How do parents manage to meet the needs of their child as well as the rest of the family? Time and attention for each of your children must be a priority. Find out what works for your family.
Your Child Needs Time and Attention
Talk with your spouse about the time, attention, and care that your child needs. Consider all of the basic areas of need:
Eating
Rest times and bedtime schedule
Bathing, dressing, and personal care
Appointments
Schoolwork
Practice for various therapies
Family fun time
Exercise
Activities in the community
Time to chill
Plan how you will divide up the parenting responsibilities. It is important that you both take part in your child's care. If both parents do not take an active role, your child will feel left out by the other parent.
Plan Time for Siblings
Likewise, her siblings will feel resentful of parents who spend all of their time caring for the child with special needs. Most children understand that their sibling has extraordinary needs, but they do not understand when those needs take up all of Mom or Dad's time. Siblings have needs, too. They need parental support and guidance in difficult times. They need a parent's praise when they have done well.

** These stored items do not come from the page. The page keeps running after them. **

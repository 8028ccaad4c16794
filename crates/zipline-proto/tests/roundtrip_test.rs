//! Property tests: every frame decodes back to itself.

use bytes::Bytes;
use proptest::prelude::*;
use zipline_proto::{
    AuthenticationAckFrame, AuthenticationFrame, BackflowFrame, CloseStreamFrame, ConnectToFrame,
    DataFrame, Frame, GoawayFrame, HandshakeFrame, HandshakeRejectedFrame, LbType, MetaFrame,
    Metadata, PayloadFrame, RejectedFrame, StreamType,
};

fn bytes_strategy() -> impl Strategy<Value = Bytes> {
    prop::collection::vec(any::<u8>(), 0..256).prop_map(Bytes::from)
}

fn stream_type_strategy() -> impl Strategy<Value = StreamType> {
    prop_oneof![
        Just(StreamType::Source),
        Just(StreamType::UpstreamZipper),
        Just(StreamType::StreamFunction),
    ]
}

fn lb_type_strategy() -> impl Strategy<Value = LbType> {
    prop_oneof![Just(LbType::Broadcast), Just(LbType::RandomPick), Just(LbType::BindInstance)]
}

fn handshake_strategy() -> impl Strategy<Value = HandshakeFrame> {
    (
        (".*", ".*", stream_type_strategy(), prop::collection::vec(any::<u32>(), 0..16)),
        (".*", ".*", ".*", ".*", bytes_strategy()),
    )
        .prop_map(
            |(
                (name, id, stream_type, observe_data_tags),
                (auth_name, auth_payload, version, wanted_target, metadata),
            )| HandshakeFrame {
                name,
                id,
                stream_type,
                observe_data_tags,
                auth_name,
                auth_payload,
                version,
                wanted_target,
                metadata,
            },
        )
}

fn data_strategy() -> impl Strategy<Value = DataFrame> {
    (
        (".*", ".*", any::<bool>(), lb_type_strategy(), ".*", bytes_strategy()),
        (any::<u32>(), bytes_strategy()),
    )
        .prop_map(
            |(
                (transaction_id, source_id, broadcast, lb_type, to_instance_id, metadata),
                (tag, carriage),
            )| DataFrame {
                meta: MetaFrame {
                    transaction_id,
                    source_id,
                    broadcast,
                    lb_type,
                    to_instance_id,
                    metadata,
                },
                payload: PayloadFrame { tag, carriage },
            },
        )
}

fn frame_strategy() -> impl Strategy<Value = Frame> {
    prop_oneof![
        handshake_strategy().prop_map(Frame::Handshake),
        Just(Frame::HandshakeAck),
        (".*", ".*").prop_map(|(id, message)| {
            Frame::HandshakeRejected(HandshakeRejectedFrame { id, message })
        }),
        (".*", ".*").prop_map(|(auth_name, auth_payload)| {
            Frame::Authentication(AuthenticationFrame { auth_name, auth_payload })
        }),
        (any::<bool>(), ".*")
            .prop_map(|(ok, reason)| Frame::AuthenticationAck(AuthenticationAckFrame { ok, reason })),
        data_strategy().prop_map(Frame::Data),
        (any::<u32>(), bytes_strategy(), ".*").prop_map(|(tag, carriage, source_id)| {
            Frame::Backflow(BackflowFrame { tag, carriage, source_id })
        }),
        (".*", ".*").prop_map(|(stream_id, reason)| {
            Frame::CloseStream(CloseStreamFrame { stream_id, reason })
        }),
        ".*".prop_map(|message| Frame::Goaway(GoawayFrame { message })),
        ".*".prop_map(|message| Frame::Rejected(RejectedFrame { message })),
        ".*".prop_map(|endpoint| Frame::ConnectTo(ConnectToFrame { endpoint })),
    ]
}

proptest! {
    #[test]
    fn prop_frame_round_trip(frame in frame_strategy()) {
        let bytes = frame.to_bytes().unwrap();
        prop_assert_eq!(Frame::decode(&bytes).unwrap(), frame);
    }

    #[test]
    fn prop_decode_never_panics(bytes in prop::collection::vec(any::<u8>(), 0..512)) {
        let _ = Frame::decode(&bytes);
    }

    #[test]
    fn prop_metadata_round_trip(
        entries in prop::collection::btree_map(".*", ".*", 0..8)
    ) {
        let meta: Metadata = entries.into_iter().collect();
        let bytes = meta.encode().unwrap();
        prop_assert_eq!(Metadata::decode(&bytes).unwrap(), meta);
    }
}

#[test]
fn large_carriage_round_trips() {
    let frame = Frame::Data(DataFrame::new(7, vec![0x5A; 1 << 20]));
    let bytes = frame.to_bytes().unwrap();
    assert_eq!(Frame::decode(&bytes).unwrap(), frame);
}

Children do not raise themselves. Talk with your spouse about the basic needs of your other children. Have a game plan for which parent will do what. The plan does not have to be rigid, but it is a starting point when things get hectic.
Make Time for Your Spouse
Between the common demands of work, activities, running a home, and taking care of children, things can get very hectic. For example, if a child in the family has a special need such as ADHD, a little homework can take a lot of time.
It is imperative that you make time for you and your spouse. Plan some time together, and put it into your family schedule. Things that are on a schedule get done, but good intentions may not. Occasionally plan time with your spouse away from your family. Even a short getaway for frozen yogurt will help your relationship and how you deal with family responsibilities.
Include Extended Family
Plan time with your extended family. Welcome them into activities and care for your child and her siblings. Consider accepting help from extended family members and friends to meet the needs of each of your children. Additionally, remember that they have needs as well. Do something for them to repay their generosity.